| Requirement |
Starting at the line containing "token is kept." and ending at the line containing "let name = path", print every line of the material below exactly, both ends included, and stop there.
BEGIN
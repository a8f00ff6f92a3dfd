//! yoto - manage Yoto cards and players from the command line.
//!
//! Thin shell over `yotocli-core`: parses arguments, sets up logging, keeps
//! the stored tokens fresh and prints results.

mod logging;
mod output;

use std::io::Write as _;
use std::path::{Path, PathBuf};
use std::sync::Arc;

use anyhow::{Context, Result, bail};
use clap::{Parser, Subcommand};
use tokio_util::sync::CancellationToken;
use tracing::{debug, info, warn};
use yotocli_core::library::EditRequest;
use yotocli_core::resolver::LibraryPath;
use yotocli_core::{
    ConfigManager, DeviceAuthFlow, FfmpegNormalizer, HttpGateway, Library, LibraryGateway,
    Progress, UploadPipeline, YtDlpDownloader,
};

/// Manage Yoto playlists, uploads and players.
#[derive(Parser, Debug)]
#[command(name = "yoto")]
#[command(author, version, about, long_about = None)]
struct Cli {
    /// Path to the configuration file (JSON).
    #[arg(short, long, value_name = "FILE", global = true, env = "YOTOCLI_CONFIG")]
    config: Option<PathBuf>,

    /// Show debug output on the console.
    #[arg(short, long, global = true)]
    verbose: bool,

    #[command(subcommand)]
    command: Command,
}

#[derive(Subcommand, Debug)]
enum Command {
    /// Authorize this tool with your Yoto account.
    Login {
        /// OAuth client ID (prompted for when not stored yet).
        #[arg(long)]
        client_id: Option<String>,
    },
    /// List playlists, the tracks of a playlist, or one track.
    Ls {
        /// `Playlist` or `Playlist/Track`.
        path: Option<String>,
    },
    /// Upload a file into a playlist (`Playlist` or `Playlist/position`).
    Add {
        /// Target playlist, optionally with a 1-based position.
        path: String,
        /// Audio file to upload.
        file: PathBuf,
        /// Upload the file as is.
        #[arg(long)]
        no_normalize: bool,
    },
    /// Create a new playlist from every audio file in a directory.
    Create {
        /// Directory holding the audio files.
        dir: PathBuf,
        /// Playlist name (defaults to the directory name).
        #[arg(short, long)]
        name: Option<String>,
        /// Upload the files as is.
        #[arg(long)]
        no_normalize: bool,
    },
    /// Download audio from a URL with yt-dlp and upload it.
    Import {
        /// Page to download from.
        url: String,
        /// Playlist to add to (created when missing). Defaults to a new
        /// playlist named after the download.
        #[arg(short, long)]
        playlist: Option<String>,
        /// Upload the file as is.
        #[arg(long)]
        no_normalize: bool,
    },
    /// Delete a playlist or remove one track.
    Rm {
        /// `Playlist` or `Playlist/Track`.
        path: String,
    },
    /// Move a track within or between playlists.
    Mv {
        /// `Playlist/Track`.
        src: String,
        /// `Playlist[/position]`, or a bare position in the same playlist.
        dst: String,
    },
    /// Copy a track into another playlist.
    Cp {
        /// `Playlist/Track`.
        src: String,
        /// `Playlist[/position]`.
        dst: String,
    },
    /// Move a track one place up.
    Mvup {
        /// `Playlist/Track`.
        path: String,
    },
    /// Move a track one place down.
    Mvdown {
        /// `Playlist/Track`.
        path: String,
    },
    /// Change playlist details or rename a track.
    Edit {
        /// `Playlist` or `Playlist/Track`.
        path: String,
        /// New title.
        #[arg(short, long)]
        name: Option<String>,
        /// New author (playlists only).
        #[arg(short, long)]
        author: Option<String>,
        /// New description (playlists only).
        #[arg(short, long)]
        description: Option<String>,
    },
    /// Download a track to a file or a playlist to a directory.
    Download {
        /// `Playlist` or `Playlist/Track`.
        path: String,
        /// Destination file or directory.
        dest: Option<PathBuf>,
    },
    /// Show players with battery, volume and what is playing.
    Status,
    /// Play a playlist on a player.
    Play {
        /// Playlist to start.
        playlist: String,
        /// Player name (defaults to the first player).
        device: Option<String>,
    },
    /// Stop playback.
    Stop {
        /// Player name (defaults to the first player).
        device: Option<String>,
    },
    /// Pause playback.
    Pause {
        /// Player name (defaults to the first player).
        device: Option<String>,
    },
    /// Set player volume.
    Volume {
        /// Level between 0 and 100.
        #[arg(value_parser = clap::value_parser!(u8).range(0..=100))]
        level: u8,
        /// Player name (defaults to the first player).
        device: Option<String>,
    },
}

#[tokio::main]
async fn main() -> Result<()> {
    let cli = Cli::parse();

    let _log_guard = match logging::init(&logging::LoggingConfig::for_cli(cli.verbose)) {
        Ok(guard) => Some(guard),
        Err(e) => {
            eprintln!("Warning: file logging disabled: {e}");
            None
        }
    };
    debug!(version = env!("CARGO_PKG_VERSION"), "yoto starting");

    let mut config = ConfigManager::load(cli.config).context("Failed to load configuration")?;

    let cancel = CancellationToken::new();
    let on_interrupt = cancel.clone();
    tokio::spawn(async move {
        if tokio::signal::ctrl_c().await.is_ok() {
            warn!("Interrupted, cancelling");
            on_interrupt.cancel();
        }
    });

    if let Command::Login { client_id } = cli.command {
        return login(&mut config, client_id, &cancel).await;
    }

    let gateway = connect(&mut config).await?;
    let normalize = config.config().normalize;
    let pipeline = UploadPipeline::new(Arc::new(gateway), Arc::new(FfmpegNormalizer::new()))
        .with_poll_policy(config.config().poll_policy())
        .with_icon(config.config().default_icon.clone())
        .with_cancellation(cancel);
    let library = Library::new(pipeline, Arc::new(YtDlpDownloader::new()));

    run(&library, cli.command, normalize).await
}

// =============================================================================
// Authorization
// =============================================================================

fn unauthenticated_gateway(config: &ConfigManager) -> Result<HttpGateway> {
    HttpGateway::builder()
        .api_base_url(&config.config().api_base_url)
        .auth_base_url(&config.config().auth_base_url)
        .build()
        .context("Failed to build HTTP client")
}

fn prompt(message: &str) -> Result<String> {
    print!("{message}");
    std::io::stdout().flush()?;
    let mut line = String::new();
    std::io::stdin().read_line(&mut line)?;
    Ok(line.trim().to_string())
}

async fn login(
    config: &mut ConfigManager,
    client_id: Option<String>,
    cancel: &CancellationToken,
) -> Result<()> {
    let client_id = match client_id {
        Some(id) => id,
        None if !config.client_id().is_empty() => config.client_id().to_string(),
        None => prompt("Enter your Yoto client ID: ")?,
    };
    if client_id.is_empty() {
        bail!("a client ID is required to log in");
    }

    let gateway = Arc::new(unauthenticated_gateway(config)?);
    let flow = DeviceAuthFlow::new(gateway, client_id.clone());
    let tokens = flow
        .login(
            |auth| {
                println!("To authorize, visit {}", auth.verification_uri);
                println!("and enter the code: {}", auth.user_code);
                if let Some(complete) = &auth.verification_uri_complete {
                    println!("(or open {complete})");
                }
                println!("Waiting for authorization...");
            },
            cancel,
        )
        .await
        .context("Login failed")?;

    config.set_client_id(client_id);
    config.set_tokens(tokens.access_token, tokens.refresh_token);
    config.save().context("Failed to save tokens")?;

    println!("Logged in. Tokens saved to {}", config.path().display());
    Ok(())
}

/// Build the API gateway, refreshing the access token once if the service
/// rejects it. A failed refresh is logged and the old token is kept.
async fn connect(config: &mut ConfigManager) -> Result<HttpGateway> {
    if !config.config().is_logged_in() {
        bail!("not logged in, run `yoto login` first");
    }

    let base = unauthenticated_gateway(config)?;
    let gateway = base.with_access_token(config.access_token());

    match gateway.list_cards().await {
        Err(e) if e.is_unauthorized() => {
            info!("Access token rejected, refreshing");
        }
        Err(e) => {
            debug!(error = %e, "Startup probe failed");
            return Ok(gateway);
        }
        Ok(_) => return Ok(gateway),
    }

    let flow = DeviceAuthFlow::new(Arc::new(base.clone()), config.client_id());
    let refreshed = flow.refresh(config.refresh_token()).await;
    match refreshed {
        Ok(tokens) => {
            config.set_tokens(tokens.access_token, tokens.refresh_token);
            if let Err(e) = config.save() {
                warn!(error = %e, "Failed to save refreshed tokens");
            }
            Ok(base.with_access_token(config.access_token()))
        }
        Err(e) => {
            warn!(error = %e, "Token refresh failed, run `yoto login` if commands keep failing");
            Ok(gateway)
        }
    }
}

// =============================================================================
// Commands
// =============================================================================

fn print_progress(path: &Path, progress: &Progress) {
    let name = path
        .file_name()
        .map_or_else(|| path.display().to_string(), |n| n.to_string_lossy().into_owned());
    match progress {
        Progress::Stage(stage) => eprintln!("  {name}: {stage}"),
        Progress::Warning(message) => eprintln!("  {name}: warning: {message}"),
    }
}

async fn run(library: &Library, command: Command, default_normalize: bool) -> Result<()> {
    let normalize = |no_normalize: bool| default_normalize && !no_normalize;

    match command {
        Command::Login { .. } => bail!("login does not need a connected library"),
        Command::Ls { path } => {
            let Some(path) = path else {
                print!("{}", output::cards_table(&library.list_cards().await?));
                return Ok(());
            };
            let query = LibraryPath::parse(&path);
            match query.chapter {
                Some(chapter) => {
                    let (_, position, chapter) = library.show_chapter(&query.card, &chapter).await?;
                    print!("{}", output::chapter_detail(position, &chapter));
                }
                None => print!("{}", output::chapters_table(&library.show_card(&query.card).await?)),
            }
        }
        Command::Add {
            path,
            file,
            no_normalize,
        } => {
            let outcome = library
                .add_track(&path, &file, normalize(no_normalize), true, Some(&print_progress))
                .await?;
            if outcome.created {
                println!("Created playlist '{}'", outcome.card_title);
            }
            println!(
                "Added '{}' to '{}' at position {}",
                outcome.track_title, outcome.card_title, outcome.position
            );
        }
        Command::Create {
            dir,
            name,
            no_normalize,
        } => {
            let card = library
                .create_from_directory(
                    &dir,
                    name.as_deref(),
                    normalize(no_normalize),
                    Some(&print_progress),
                )
                .await?;
            println!(
                "Created playlist '{}' with {} tracks",
                card.title,
                card.chapters().len()
            );
        }
        Command::Import {
            url,
            playlist,
            no_normalize,
        } => {
            let outcome = library
                .import_url(
                    &url,
                    playlist.as_deref(),
                    normalize(no_normalize),
                    Some(&print_progress),
                )
                .await?;
            println!(
                "Imported '{}' into '{}' at position {}",
                outcome.track_title, outcome.card_title, outcome.position
            );
        }
        Command::Rm { path } => {
            println!("{}", output::removed_line(&library.remove(&path).await?));
        }
        Command::Mv { src, dst } => {
            let outcome = library.move_track(&src, &dst).await?;
            println!("{}", output::transfer_line("Moved", &outcome));
        }
        Command::Cp { src, dst } => {
            let outcome = library.copy_track(&src, &dst).await?;
            println!("{}", output::transfer_line("Copied", &outcome));
        }
        Command::Mvup { path } => {
            let outcome = library.move_relative(&path, -1).await?;
            println!("{}", output::transfer_line("Moved", &outcome));
        }
        Command::Mvdown { path } => {
            let outcome = library.move_relative(&path, 1).await?;
            println!("{}", output::transfer_line("Moved", &outcome));
        }
        Command::Edit {
            path,
            name,
            author,
            description,
        } => {
            let changes = EditRequest {
                name,
                author,
                description,
            };
            let card = library.edit(&path, &changes).await?;
            println!("Updated '{}'", card.title);
        }
        Command::Download { path, dest } => {
            let files = library.download(&path, dest.as_deref()).await?;
            if files.is_empty() {
                println!("Playlist is empty.");
            }
            for file in &files {
                println!("Downloaded {}", file.display());
            }
        }
        Command::Status => {
            print!("{}", output::devices_table(&library.devices_with_status().await?));
        }
        Command::Play { playlist, device } => {
            let (card, device) = library.play(&playlist, device.as_deref()).await?;
            println!("Playing '{}' on {}", card.title, device.name);
        }
        Command::Stop { device } => {
            let device = library.stop(device.as_deref()).await?;
            println!("Stopped {}", device.name);
        }
        Command::Pause { device } => {
            let device = library.pause(device.as_deref()).await?;
            println!("Paused {}", device.name);
        }
        Command::Volume { level, device } => {
            let device = library.set_volume(level, device.as_deref()).await?;
            println!("Volume of {} set to {level}", device.name);
        }
    }

    Ok(())
}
END
| Solution to this exercise |
/// rejects it. A failed refresh is logged and the old token is kept.
async fn connect(config: &mut ConfigManager) -> Result<HttpGateway> {
    if !config.config().is_logged_in() {
        bail!("not logged in, run `yoto login` first");
    }

    let base = unauthenticated_gateway(config)?;
    let gateway = base.with_access_token(config.access_token());

    match gateway.list_cards().await {
        Err(e) if e.is_unauthorized() => {
            info!("Access token rejected, refreshing");
        }
        Err(e) => {
            debug!(error = %e, "Startup probe failed");
            return Ok(gateway);
        }
        Ok(_) => return Ok(gateway),
    }

    let flow = DeviceAuthFlow::new(Arc::new(base.clone()), config.client_id());
    let refreshed = flow.refresh(config.refresh_token()).await;
    match refreshed {
        Ok(tokens) => {
            config.set_tokens(tokens.access_token, tokens.refresh_token);
            if let Err(e) = config.save() {
                warn!(error = %e, "Failed to save refreshed tokens");
            }
            Ok(base.with_access_token(config.access_token()))
        }
        Err(e) => {
            warn!(error = %e, "Token refresh failed, run `yoto login` if commands keep failing");
            Ok(gateway)
        }
    }
}

// =============================================================================
// Commands
// =============================================================================

fn print_progress(path: &Path, progress: &Progress) {
    let name = path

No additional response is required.